(Activity): Would you give again, exactly, the lines running from the line with "dotenvy::dotenv().ok();" to the end of the data below, both included?

[Stored data]
------------------------------------------------------------
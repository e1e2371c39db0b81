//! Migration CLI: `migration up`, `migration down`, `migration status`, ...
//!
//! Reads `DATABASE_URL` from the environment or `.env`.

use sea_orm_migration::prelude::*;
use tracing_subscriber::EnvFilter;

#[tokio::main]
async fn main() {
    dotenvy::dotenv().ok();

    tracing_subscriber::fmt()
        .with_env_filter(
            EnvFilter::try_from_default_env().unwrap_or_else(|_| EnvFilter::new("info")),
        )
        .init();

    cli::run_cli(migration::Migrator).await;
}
------------------------------------------------------------
(Completed task):
    dotenvy::dotenv().ok();

    tracing_subscriber::fmt()
        .with_env_filter(
            EnvFilter::try_from_default_env().unwrap_or_else(|_| EnvFilter::new("info")),
        )
        .init();

    cli::run_cli(migration::Migrator).await;
}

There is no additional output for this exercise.